Roy Hibbert, Pacers: An otherwise solid season hit a low point with a six-point, three-rebound effort by the Pacers' big man. Never mind Hibbert trying to cover Bulls forward Carlos Boozer ranging outside in a 92-73 drubbing.
TWEET OF THE NIGHT
QUOTE OF THE NIGHT
"It ain't Chinese algebra. If you get stops and you execute on offense, normally that team wins."
-- Grizzlies reserve Tony Allen, whose team held the Blazers to nine points in the fourth quarter of a 86-73 win.
5. NBA Video Channel
6. Headed For A Fall
7. Bulls Battle Ahead
CHICAGO -- This game was hard to watch for Chicago Bulls fans, and I'm not just talking about the two times when Derrick Rose was writhing on the floor in pain after spraining his wrist and tweaking his ankle.

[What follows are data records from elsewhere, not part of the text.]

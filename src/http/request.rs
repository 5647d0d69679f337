//! Request identification.
//!
//! Every logical fetch gets one UUID v4. It is attached to the tracing span
//! and sent upstream on every attempt, so retries of the same fetch can be
//! correlated in upstream logs.

use std::fmt;
use uuid::Uuid;

/// Header carrying the request ID.
pub const X_REQUEST_ID: &str = "x-request-id";

/// Identifier shared by all attempts of one fetch.
#[derive(Debug, Clone, Copy, PartialEq, Eq, Hash)]
pub struct RequestId(Uuid);

impl RequestId {
    pub fn new() -> Self {
        Self(Uuid::new_v4())
    }

    pub fn as_uuid(&self) -> Uuid {
        self.0
    }
}

impl Default for RequestId {
    fn default() -> Self {
        Self::new()
    }
}

impl fmt::Display for RequestId {
    fn fmt(&self, f: &mut fmt::Formatter<'_>) -> fmt::Result {
        self.0.fmt(f)
    }
}
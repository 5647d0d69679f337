//! Resilience subsystem.
//!
//! # Data Flow
//! ```text
//! fetch(url):
//!     → circuit_breaker.rs (allow? fail fast when Open)
//!     → one GET with request timeout
//!     → retries.rs (classify outcome)
//!     → circuit_breaker.rs (record success/failure)
//!     → On retryable failure: backoff.rs (linear delay), try again
//! ```
//!
//! # Design Decisions
//! - Breakers are explicit values, one per upstream (registry.rs)
//! - Time is read through clock.rs so cooldowns can be tested
//! - Backoff only between attempts, never after the last one

pub mod backoff;
pub mod circuit_breaker;
pub mod clock;
pub mod registry;
pub mod retries;

pub use circuit_breaker::{Breaker, BreakerSnapshot, CircuitState};
pub use clock::{Clock, MockClock, SystemClock};
pub use registry::BreakerRegistry;
pub use retries::RequestOutcome;
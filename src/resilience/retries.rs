//! Attempt classification.
//!
//! # Responsibilities
//! - Map one HTTP attempt to a `RequestOutcome`
//! - Decide which failures are worth another attempt
//!
//! # Design Decisions
//! - Only 500, 502, 503, 504 are retryable status codes
//! - 4xx and other non-200 codes are NOT failures of the upstream
//! - Connection errors are retryable unless disabled in config

use reqwest::StatusCode;

/// Status codes that indicate a transient upstream failure.
pub const RETRYABLE_STATUS_CODES: [StatusCode; 4] = [
    StatusCode::INTERNAL_SERVER_ERROR,
    StatusCode::BAD_GATEWAY,
    StatusCode::SERVICE_UNAVAILABLE,
    StatusCode::GATEWAY_TIMEOUT,
];

/// Classification of a single attempt.
#[derive(Debug, Clone, Copy, PartialEq, Eq)]
pub enum RequestOutcome {
    Success,
    RetryableFailure,
    NonRetryableFailure,
}

pub fn is_retryable_status(status: StatusCode) -> bool {
    RETRYABLE_STATUS_CODES.contains(&status)
}

/// Classify an attempt that produced a response.
pub fn classify_status(status: StatusCode) -> RequestOutcome {
    if status == StatusCode::OK {
        RequestOutcome::Success
    } else if is_retryable_status(status) {
        RequestOutcome::RetryableFailure
    } else {
        RequestOutcome::NonRetryableFailure
    }
}

/// Classify an attempt that failed before a response arrived.
pub fn classify_transport_error(retry_transport_errors: bool) -> RequestOutcome {
    if retry_transport_errors {
        RequestOutcome::RetryableFailure
    } else {
        RequestOutcome::NonRetryableFailure
    }
}
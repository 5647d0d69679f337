//! Shutdown coordination for the demo binaries.

use std::sync::atomic::{AtomicBool, Ordering};
use std::sync::Arc;
use tokio::sync::broadcast;

/// Broadcast stop signal shared by the server task and the driver loop.
#[derive(Clone)]
pub struct Shutdown {
    tx: broadcast::Sender<()>,
    fired: Arc<AtomicBool>,
}

impl Shutdown {
    pub fn new() -> Self {
        let (tx, _) = broadcast::channel(1);
        Self {
            tx,
            fired: Arc::new(AtomicBool::new(false)),
        }
    }

    /// Receiver that resolves once `trigger` is called.
    pub fn subscribe(&self) -> broadcast::Receiver<()> {
        self.tx.subscribe()
    }

    /// Fire the signal. Idempotent.
    pub fn trigger(&self) {
        if !self.fired.swap(true, Ordering::SeqCst) {
            let _ = self.tx.send(());
        }
    }

    /// True once `trigger` has been called, for polling loops.
    pub fn is_triggered(&self) -> bool {
        self.fired.load(Ordering::SeqCst)
    }
}

impl Default for Shutdown {
    fn default() -> Self {
        Self::new()
    }
}
//! Configuration management subsystem.
//!
//! # Data Flow
//! ```text
//! optional config file (TOML)
//!     → loader.rs (parse & deserialize)
//!     → validation.rs (semantic checks)
//!     → FetchConfig (validated, immutable)
//!     → BreakerConfig / RetryConfig handed to the client
//! ```
//!
//! # Design Decisions
//! - All fields have defaults equal to the fixed resilience policy
//! - Validation separates syntactic (serde) from semantic checks

pub mod loader;
pub mod schema;
pub mod validation;

pub use loader::{load_config, load_or_default, revalidate, ConfigError};
pub use schema::BreakerConfig;
pub use schema::DriverConfig;
pub use schema::FetchConfig;
pub use schema::ObservabilityConfig;
pub use schema::RetryConfig;
pub use schema::ServerConfig;
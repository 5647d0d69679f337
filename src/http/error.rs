//! Errors returned by `ResilientClient::fetch`.

use reqwest::StatusCode;
use thiserror::Error;

/// Why a fetch did not produce a body.
///
/// None of these are fatal to the process; the caller decides whether to
/// log and continue or abort.
#[derive(Debug, Error)]
pub enum FetchError {
    /// The breaker denied the attempt; no request was sent.
    #[error("request not allowed: circuit open")]
    CircuitOpen,

    /// Connection-level failure (refused, timeout, DNS).
    #[error("transport error: {0}")]
    Transport(#[source] reqwest::Error),

    /// Every attempt ended in a retryable status.
    #[error("retries exhausted after {attempts} attempts (last status {last_status})")]
    ExhaustedRetries { attempts: u32, last_status: StatusCode },

    /// Status outside both the success and retryable sets.
    #[error("unexpected status code {0}")]
    UnexpectedStatus(StatusCode),

    /// The upstream answered 200 but the body could not be read.
    #[error("failed to read response body: {0}")]
    Body(#[source] reqwest::Error),

    #[error("invalid URL: {0}")]
    InvalidUrl(#[from] url::ParseError),

    #[error("failed to build HTTP client: {0}")]
    Client(#[source] reqwest::Error),
}

/// Result type for fetch operations.
pub type FetchResult<T> = Result<T, FetchError>;
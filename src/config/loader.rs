//! Configuration loading from disk.

use std::fs;
use std::path::Path;
use thiserror::Error;

use crate::config::schema::FetchConfig;
use crate::config::validation::{validate_config, ValidationError};

/// Error type for configuration loading.
#[derive(Debug, Error)]
pub enum ConfigError {
    #[error("IO error: {0}")]
    Io(#[from] std::io::Error),

    #[error("Parse error: {0}")]
    Parse(#[from] toml::de::Error),

    #[error("Validation failed: {}", join_errors(.0))]
    Validation(Vec<ValidationError>),
}

fn join_errors(errors: &[ValidationError]) -> String {
    errors
        .iter()
        .map(ToString::to_string)
        .collect::<Vec<_>>()
        .join(", ")
}

/// Parse and validate configuration from TOML text.
pub fn parse_config(content: &str) -> Result<FetchConfig, ConfigError> {
    let config: FetchConfig = toml::from_str(content)?;
    validate_config(&config).map_err(ConfigError::Validation)?;
    Ok(config)
}

/// Load and validate configuration from a TOML file.
pub fn load_config(path: &Path) -> Result<FetchConfig, ConfigError> {
    let content = fs::read_to_string(path)?;
    parse_config(&content)
}

/// Re-check a configuration after command-line overrides were applied.
pub fn revalidate(config: FetchConfig) -> Result<FetchConfig, ConfigError> {
    validate_config(&config).map_err(ConfigError::Validation)?;
    Ok(config)
}

/// Load `path` if given, otherwise fall back to defaults.
pub fn load_or_default(path: Option<&Path>) -> Result<FetchConfig, ConfigError> {
    match path {
        Some(path) => load_config(path),
        None => Ok(FetchConfig::default()),
    }
}
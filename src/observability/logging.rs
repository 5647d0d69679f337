//! Structured logging.
//!
//! # Responsibilities
//! - Initialize the tracing subscriber once per process
//! - Honor `RUST_LOG`, falling back to the configured level
//!
//! # Design Decisions
//! - Uses tracing crate for structured logging
//! - Breaker transitions and retry decisions are fields, not formatted text

use tracing_subscriber::{layer::SubscriberExt, util::SubscriberInitExt, EnvFilter};

use crate::config::ObservabilityConfig;

/// Filter used when `RUST_LOG` is unset.
pub fn default_filter(config: &ObservabilityConfig) -> String {
    format!("resilient_fetch={},tower_http={}", config.log_level, config.log_level)
}

/// Install the global subscriber. Later calls are ignored.
pub fn init_tracing(config: &ObservabilityConfig) {
    let _ = tracing_subscriber::registry()
        .with(EnvFilter::try_from_default_env().unwrap_or_else(|_| default_filter(config).into()))
        .with(tracing_subscriber::fmt::layer())
        .try_init();
}
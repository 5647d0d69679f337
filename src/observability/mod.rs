//! Observability subsystem.
//!
//! # Data Flow
//! ```text
//! breaker transitions, retry decisions, server requests
//!     → tracing events with structured fields
//!     → logging.rs (subscriber, filter, stdout)
//! ```
//!
//! # Design Decisions
//! - Request ID span wraps every attempt of one fetch
//! - No metrics export

pub mod logging;

pub use logging::init_tracing;
use serde::{Deserialize, Serialize};

/// Error categories surfaced next to a snapshot.
///
/// Only [`ErrorKind::AllSourcesFailed`] ever reaches a consumer; the other
/// kinds are recorded while a cycle degrades and in logs.
#[derive(Debug, Clone, Copy, PartialEq, Eq, Hash, Serialize, Deserialize, thiserror::Error)]
pub enum ErrorKind {
    #[error("source unreachable")]
    SourceUnreachable,
    #[error("source returned a malformed response")]
    SourceMalformed,
    #[error("no live source returned data")]
    AllSourcesFailed,
    #[error("cycle completed after teardown")]
    TeardownRace,
}
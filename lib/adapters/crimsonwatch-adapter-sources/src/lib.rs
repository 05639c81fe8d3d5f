//! Source adapters: the metrics query backend, the metadata REST backend,
//! the static fallback datasets, and the tool gateway.

pub mod fallback;
pub mod gateway;
mod http;
pub mod metadata;
pub mod metrics;

pub use fallback::StaticFallbackClient;
pub use gateway::ToolGatewayClient;
pub use metadata::MetadataClient;
pub use metrics::MetricsQueryClient;
//! Aggregation runtime: merge per-source results into one snapshot, hold the
//! latest snapshot, and drive the polling cycle.

pub mod merger;
pub mod scheduler;
pub mod store;
pub mod synthesizer;

pub use merger::Merger;
pub use scheduler::{CycleOutcome, PollScheduler, SchedulerConfig, SchedulerHandle, SchedulerStats};
pub use store::{SnapshotStore, StoreUpdate, Subscription};
pub use synthesizer::Synthesizer;

#[cfg(test)]
mod scheduler_test;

After racing out to a 17-point lead in the first quarter, the Bulls took their foot off the gas and allowed the Indiana Pacers, playing without Danny Granger, to creep back into the game. The second quarter resembled the Bulls' usual first-quarter malaise. They couldn't hit shots, the offense was stagnant and the defense didn't look crisp. Indiana outrebounded the Bulls 19-8 in the second quarter, gaining more confidence as the seconds passed. Bulls coach Tom Thibodeau had seen enough.
"Plain and simple, Coach Tibs just said they kicked our butt in the second quarter on the boards," Carlos Boozer said. "I don't know what it was, but it wasn't pretty. Usually we're a dominant rebounding team and the entire halftime he talked about our non-rebounding in the second quarter. That's been the mark of our team, why we've been able to win games, because we've been able to dominate the boards. So we had a concerted effort to go out there and rebound the ball in the second half. I thought we did a much better job of attacking the rebounds."
That mentality, along with Boozer's solid play, lifted the Bulls to their sixth straight win. The power forward had a monster night, going off for 22 points and 18 rebounds. For the second time in a week, he showed the Bulls just how valuable he can be when Rose and Joakim Noah can't get things going.
8. Who's Heckling Now?
It strikes me that Clippers owner Donald Sterling is doing this [heckling] as a way to be liked. After all, what has been a bigger unifying force in Clipperdom than the constant bewilderment and frustration with Baron Davis? Sterling must hear about it all the time because he sits in his very public courtside seats and the fan distaste for Baron is palpable. But Sterling can't join in on the chants to be just like everyone else, it won't make him liked. It's like the rich kid in college hearing all of his friends whine about being broke. If he whines too, it's just annoying.
What will make Sterling liked is if he puts together a winning team (as gross as that sounds considering his frequent ethical gaffes), not if he commiserates with the fans, because he can actually do something about the success of the team. He signs the checks, he approves the signings (or at least hires people to do so) and he controls the atmosphere. He has the responsibility.
9. How Do You Know
Deron Williams had 30 points and 10 assists in the Jazz's win over the Warriors on Monday. It was Williams' 18th career game with at least 30 points and 10 assists, tying the Utah Jazz's team record, set by Pete Maravich when the team played in New Orleans.